● MATERIAL TO PROCESS
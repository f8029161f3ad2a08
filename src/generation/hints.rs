//! # Prompt Hints and Goal Plans
//!
//! Keyword heuristics that turn a free-form level prompt into goal kinds and
//! environment hints, and the seeded planner that assigns goal stacks to a
//! short run of levels.

use super::utils::rand_between;
use crate::{Biome, GoalKind, GoalStack, LayoutStyle, LevelSpec, TimeOfDay};
use rand::rngs::StdRng;
use rand::seq::SliceRandom;
use serde::{Deserialize, Serialize};
use std::collections::BTreeSet;

/// Most levels a plan covers.
pub const MAX_PLANNED_LEVELS: usize = 3;

const GOAL_KEYWORDS: &[(GoalKind, &[&str])] = &[
    (GoalKind::Cure, &["heal", "cure", "sick", "remedy", "medicine"]),
    (GoalKind::KeyAndDoor, &["unlock", "key", "door", "gate", "sealed"]),
    (GoalKind::LostItem, &["lost", "missing", "heirloom", "stolen", "memento"]),
    (GoalKind::RepairBridge, &["bridge", "repair", "fix", "planks", "rope", "nails"]),
];

const TIME_KEYWORDS: &[(TimeOfDay, &[&str])] = &[
    (TimeOfDay::Night, &["night", "midnight", "moonlit", "starlit"]),
    (TimeOfDay::Sunset, &["sunset", "dusk", "twilight"]),
    (TimeOfDay::Dawn, &["dawn", "sunrise", "early morning"]),
    (TimeOfDay::Day, &["day", "noon", "afternoon", "morning"]),
];

const BIOME_KEYWORDS: &[(Biome, &[&str])] = &[
    (Biome::Meadow, &["meadow", "field", "fields", "plains", "grassland"]),
    (Biome::Desert, &["desert", "oasis", "dune", "sand"]),
    (Biome::Beach, &["beach", "coast", "seaside", "shore", "port", "harbor"]),
    (Biome::Snow, &["snow", "blizzard", "ice", "frost", "winter"]),
    (Biome::Town, &["town", "village", "city", "market", "bazaar", "street"]),
    (Biome::Castle, &["castle", "keep"]),
    (Biome::Ruins, &["ruins", "temple", "ancient", "dungeon"]),
    (Biome::Forest, &["forest", "woods", "grove", "jungle"]),
];

const LAYOUT_KEYWORDS: &[(LayoutStyle, &[&str])] = &[
    (LayoutStyle::WindingRoad, &["winding_road", "winding road"]),
    (LayoutStyle::Crossroads, &["crossroads"]),
    (LayoutStyle::RingRoad, &["ring_road", "ring road"]),
    (LayoutStyle::LakeCenter, &["lake_center", "lake center", "central lake"]),
    (LayoutStyle::Islands, &["islands"]),
    (LayoutStyle::RuinRing, &["ruin_ring", "ruin ring"]),
    (LayoutStyle::Oasis, &["oasis"]),
    (LayoutStyle::MarketStreet, &["market", "bazaar", "street"]),
    (LayoutStyle::Plaza, &["plaza", "square", "courtyard"]),
    (LayoutStyle::Coastline, &["coast", "shore", "seaside"]),
    (LayoutStyle::MazeGrove, &["maze", "labyrinth"]),
    (LayoutStyle::Riverbend, &["river", "creek", "stream"]),
];

/// Words that become theme tags whenever they appear in a prompt.
pub const THEME_TAG_VOCABULARY: &[&str] = &[
    "oasis", "market", "bazaar", "ruins", "temple", "castle", "port", "harbor", "lantern",
    "festival", "mushroom", "vines", "statue",
];

/// First table entry with any keyword contained in `prompt`.
fn match_keywords<T: Copy>(prompt: &str, table: &[(T, &[&str])]) -> Option<T> {
    table
        .iter()
        .find(|(_, keywords)| keywords.iter().any(|k| prompt.contains(k)))
        .map(|(value, _)| *value)
}

/// Goal kinds implied by a prompt, in priority order.
///
/// # Examples
///
/// ```
/// use questgrid::{infer_goals, GoalKind};
///
/// let goals = infer_goals("Fix the old bridge and find my lost ring");
/// assert_eq!(goals.goals(), &[GoalKind::LostItem, GoalKind::RepairBridge]);
/// ```
pub fn infer_goals(prompt: &str) -> GoalStack {
    let prompt = prompt.to_lowercase();
    GOAL_KEYWORDS
        .iter()
        .filter(|(_, keywords)| keywords.iter().any(|k| prompt.contains(k)))
        .map(|(goal, _)| *goal)
        .collect()
}

/// Environment intent read from a prompt.
#[derive(Debug, Clone, Default, PartialEq, Eq, Serialize, Deserialize)]
pub struct EnvHints {
    pub time_of_day: Option<TimeOfDay>,
    pub biome: Option<Biome>,
    pub layout_style: Option<LayoutStyle>,
    pub theme_tags: BTreeSet<String>,
}

impl EnvHints {
    /// Scans a prompt with the keyword tables. The detected biome and time of
    /// day are also added as theme tags.
    pub fn extract(prompt: &str) -> Self {
        let prompt = prompt.to_lowercase();
        let time_of_day = match_keywords(&prompt, TIME_KEYWORDS);
        let biome = match_keywords(&prompt, BIOME_KEYWORDS);
        let layout_style = match_keywords(&prompt, LAYOUT_KEYWORDS);

        let mut theme_tags: BTreeSet<String> = THEME_TAG_VOCABULARY
            .iter()
            .filter(|tag| prompt.contains(*tag))
            .map(|tag| tag.to_string())
            .collect();
        if let Some(biome) = biome {
            theme_tags.insert(biome.name().to_string());
        }
        if let Some(time) = time_of_day {
            theme_tags.insert(time.name().to_string());
        }

        Self {
            time_of_day,
            biome,
            layout_style,
            theme_tags,
        }
    }
}

/// Assigns a goal stack to each of `level_count` levels (clamped to 1..=3).
///
/// A non-empty per-level selection is used as given. Other levels stack one
/// or two goals drawn from the prompt's inferred goals (or every goal),
/// preferring kinds no earlier level has used.
pub fn build_goal_plans(
    prompt: &str,
    per_level: &[GoalStack],
    level_count: usize,
    rng: &mut StdRng,
) -> Vec<GoalStack> {
    let level_count = level_count.clamp(1, MAX_PLANNED_LEVELS);
    let inferred = infer_goals(prompt);
    let candidates: Vec<GoalKind> = if inferred.is_empty() {
        GoalKind::ALL.to_vec()
    } else {
        inferred.goals().to_vec()
    };

    let mut used: Vec<GoalKind> = Vec::new();
    let mut plans = Vec::with_capacity(level_count);
    for level in 0..level_count {
        let plan = match per_level.get(level).filter(|stack| !stack.is_empty()) {
            Some(selected) => selected.clone(),
            None => {
                let fresh: Vec<GoalKind> = candidates
                    .iter()
                    .copied()
                    .filter(|goal| !used.contains(goal))
                    .collect();
                let pool = if fresh.is_empty() { candidates.clone() } else { fresh };
                let max_stack = pool.len().min(2) as i32;
                let stack_size = rand_between(rng, 1, max_stack) as usize;
                pool.choose_multiple(rng, stack_size).copied().collect()
            }
        };
        for goal in plan.iter() {
            if !used.contains(&goal) {
                used.push(goal);
            }
        }
        plans.push(plan);
    }
    plans
}

impl LevelSpec {
    /// Fills in a level description from prompt hints.
    ///
    /// The hinted biome wins over `biome`. Features are a random 3..=5 of the
    /// biome's defaults; the layout style is the hinted one or a random pick
    /// among the biome's styles.
    pub fn designed(seed: u64, biome: Biome, hints: &EnvHints, rng: &mut StdRng) -> Self {
        let biome = hints.biome.unwrap_or(biome);
        let base = biome.default_features();
        let upper = base.len().min(5) as i32;
        let count = rand_between(rng, 3.min(upper), upper) as usize;
        let features: Vec<_> = base.choose_multiple(rng, count).copied().collect();

        let layout_style = match hints.layout_style {
            Some(style) => style,
            None => biome
                .layout_styles()
                .choose(rng)
                .copied()
                .unwrap_or_default(),
        };

        LevelSpec::new(seed, biome, layout_style)
            .with_features(features)
            .with_theme_tags(&hints.theme_tags)
            .with_time_of_day(hints.time_of_day.unwrap_or_default())
    }
}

● ACTIVITY
Without changing anything, repeat every record above.

● WRITTEN SOLUTION
repository f8029161f3ad2a08
filename src/generation/hints.rs
//! # Prompt Hints and Goal Plans
//!
//! Keyword heuristics that turn a free-form level prompt into goal kinds and
//! environment hints, and the seeded planner that assigns goal stacks to a
//! short run of levels.

use super::utils::rand_between;
use crate::{Biome, GoalKind, GoalStack, LayoutStyle, LevelSpec, TimeOfDay};
use rand::rngs::StdRng;
use rand::seq::SliceRandom;
use serde::{Deserialize, Serialize};
use std::collections::BTreeSet;

/// Most levels a plan covers.
pub const MAX_PLANNED_LEVELS: usize = 3;

const GOAL_KEYWORDS: &[(GoalKind, &[&str])] = &[
    (GoalKind::Cure, &["heal", "cure", "sick", "remedy", "medicine"]),
    (GoalKind::KeyAndDoor, &["unlock", "key", "door", "gate", "sealed"]),
    (GoalKind::LostItem, &["lost", "missing", "heirloom", "stolen", "memento"]),
    (GoalKind::RepairBridge, &["bridge", "repair", "fix", "planks", "rope", "nails"]),
];

const TIME_KEYWORDS: &[(TimeOfDay, &[&str])] = &[
    (TimeOfDay::Night, &["night", "midnight", "moonlit", "starlit"]),
    (TimeOfDay::Sunset, &["sunset", "dusk", "twilight"]),
    (TimeOfDay::Dawn, &["dawn", "sunrise", "early morning"]),
    (TimeOfDay::Day, &["day", "noon", "afternoon", "morning"]),
];

const BIOME_KEYWORDS: &[(Biome, &[&str])] = &[
    (Biome::Meadow, &["meadow", "field", "fields", "plains", "grassland"]),
    (Biome::Desert, &["desert", "oasis", "dune", "sand"]),
    (Biome::Beach, &["beach", "coast", "seaside", "shore", "port", "harbor"]),
    (Biome::Snow, &["snow", "blizzard", "ice", "frost", "winter"]),
    (Biome::Town, &["town", "village", "city", "market", "bazaar", "street"]),
    (Biome::Castle, &["castle", "keep"]),
    (Biome::Ruins, &["ruins", "temple", "ancient", "dungeon"]),
    (Biome::Forest, &["forest", "woods", "grove", "jungle"]),
];

const LAYOUT_KEYWORDS: &[(LayoutStyle, &[&str])] = &[
    (LayoutStyle::WindingRoad, &["winding_road", "winding road"]),
    (LayoutStyle::Crossroads, &["crossroads"]),
    (LayoutStyle::RingRoad, &["ring_road", "ring road"]),
    (LayoutStyle::LakeCenter, &["lake_center", "lake center", "central lake"]),
    (LayoutStyle::Islands, &["islands"]),
    (LayoutStyle::RuinRing, &["ruin_ring", "ruin ring"]),
    (LayoutStyle::Oasis, &["oasis"]),
    (LayoutStyle::MarketStreet, &["market", "bazaar", "street"]),
    (LayoutStyle::Plaza, &["plaza", "square", "courtyard"]),
    (LayoutStyle::Coastline, &["coast", "shore", "seaside"]),
    (LayoutStyle::MazeGrove, &["maze", "labyrinth"]),
    (LayoutStyle::Riverbend, &["river", "creek", "stream"]),
];

/// Words that become theme tags whenever they appear in a prompt.
pub const THEME_TAG_VOCABULARY: &[&str] = &[
    "oasis", "market", "bazaar", "ruins", "temple", "castle", "port", "harbor", "lantern",
    "festival", "mushroom", "vines", "statue",
];

/// First table entry with any keyword contained in `prompt`.
fn match_keywords<T: Copy>(prompt: &str, table: &[(T, &[&str])]) -> Option<T> {
    table
        .iter()
        .find(|(_, keywords)| keywords.iter().any(|k| prompt.contains(k)))
        .map(|(value, _)| *value)
}

/// Goal kinds implied by a prompt, in priority order.
///
/// # Examples
///
/// ```
/// use questgrid::{infer_goals, GoalKind};
///
/// let goals = infer_goals("Fix the old bridge and find my lost ring");
/// assert_eq!(goals.goals(), &[GoalKind::LostItem, GoalKind::RepairBridge]);
/// ```
pub fn infer_goals(prompt: &str) -> GoalStack {
    let prompt = prompt.to_lowercase();
    GOAL_KEYWORDS
        .iter()
        .filter(|(_, keywords)| keywords.iter().any(|k| prompt.contains(k)))
        .map(|(goal, _)| *goal)
        .collect()
}

/// Environment intent read from a prompt.
#[derive(Debug, Clone, Default, PartialEq, Eq, Serialize, Deserialize)]
pub struct EnvHints {
    pub time_of_day: Option<TimeOfDay>,
    pub biome: Option<Biome>,
    pub layout_style: Option<LayoutStyle>,
    pub theme_tags: BTreeSet<String>,
}

impl EnvHints {
    /// Scans a prompt with the keyword tables. The detected biome and time of
    /// day are also added as theme tags.
    pub fn extract(prompt: &str) -> Self {
        let prompt = prompt.to_lowercase();
        let time_of_day = match_keywords(&prompt, TIME_KEYWORDS);
        let biome = match_keywords(&prompt, BIOME_KEYWORDS);
        let layout_style = match_keywords(&prompt, LAYOUT_KEYWORDS);

        let mut theme_tags: BTreeSet<String> = THEME_TAG_VOCABULARY
            .iter()
            .filter(|tag| prompt.contains(*tag))
            .map(|tag| tag.to_string())
            .collect();
        if let Some(biome) = biome {
            theme_tags.insert(biome.name().to_string());
        }
        if let Some(time) = time_of_day {
            theme_tags.insert(time.name().to_string());
        }

        Self {
            time_of_day,
            biome,
            layout_style,
            theme_tags,
        }
    }
}

/// Assigns a goal stack to each of `level_count` levels (clamped to 1..=3).
///
/// A non-empty per-level selection is used as given. Other levels stack one
/// or two goals drawn from the prompt's inferred goals (or every goal),
/// preferring kinds no earlier level has used.
pub fn build_goal_plans(
    prompt: &str,
    per_level: &[GoalStack],
    level_count: usize,
    rng: &mut StdRng,
) -> Vec<GoalStack> {
    let level_count = level_count.clamp(1, MAX_PLANNED_LEVELS);
    let inferred = infer_goals(prompt);
    let candidates: Vec<GoalKind> = if inferred.is_empty() {
        GoalKind::ALL.to_vec()
    } else {
        inferred.goals().to_vec()
    };

    let mut used: Vec<GoalKind> = Vec::new();
    let mut plans = Vec::with_capacity(level_count);
    for level in 0..level_count {
        let plan = match per_level.get(level).filter(|stack| !stack.is_empty()) {
            Some(selected) => selected.clone(),
            None => {
                let fresh: Vec<GoalKind> = candidates
                    .iter()
                    .copied()
                    .filter(|goal| !used.contains(goal))
                    .collect();
                let pool = if fresh.is_empty() { candidates.clone() } else { fresh };
                let max_stack = pool.len().min(2) as i32;
                let stack_size = rand_between(rng, 1, max_stack) as usize;
                pool.choose_multiple(rng, stack_size).copied().collect()
            }
        };
        for goal in plan.iter() {
            if !used.contains(&goal) {
                used.push(goal);
            }
        }
        plans.push(plan);
    }
    plans
}

impl LevelSpec {
    /// Fills in a level description from prompt hints.
    ///
    /// The hinted biome wins over `biome`. Features are a random 3..=5 of the
    /// biome's defaults; the layout style is the hinted one or a random pick
    /// among the biome's styles.
    pub fn designed(seed: u64, biome: Biome, hints: &EnvHints, rng: &mut StdRng) -> Self {
        let biome = hints.biome.unwrap_or(biome);
        let base = biome.default_features();
        let upper = base.len().min(5) as i32;
        let count = rand_between(rng, 3.min(upper), upper) as usize;
        let features: Vec<_> = base.choose_multiple(rng, count).copied().collect();

        let layout_style = match hints.layout_style {
            Some(style) => style,
            None => biome
                .layout_styles()
                .choose(rng)
                .copied()
                .unwrap_or_default(),
        };

        LevelSpec::new(seed, biome, layout_style)
            .with_features(features)
            .with_theme_tags(&hints.theme_tags)
            .with_time_of_day(hints.time_of_day.unwrap_or_default())
    }
}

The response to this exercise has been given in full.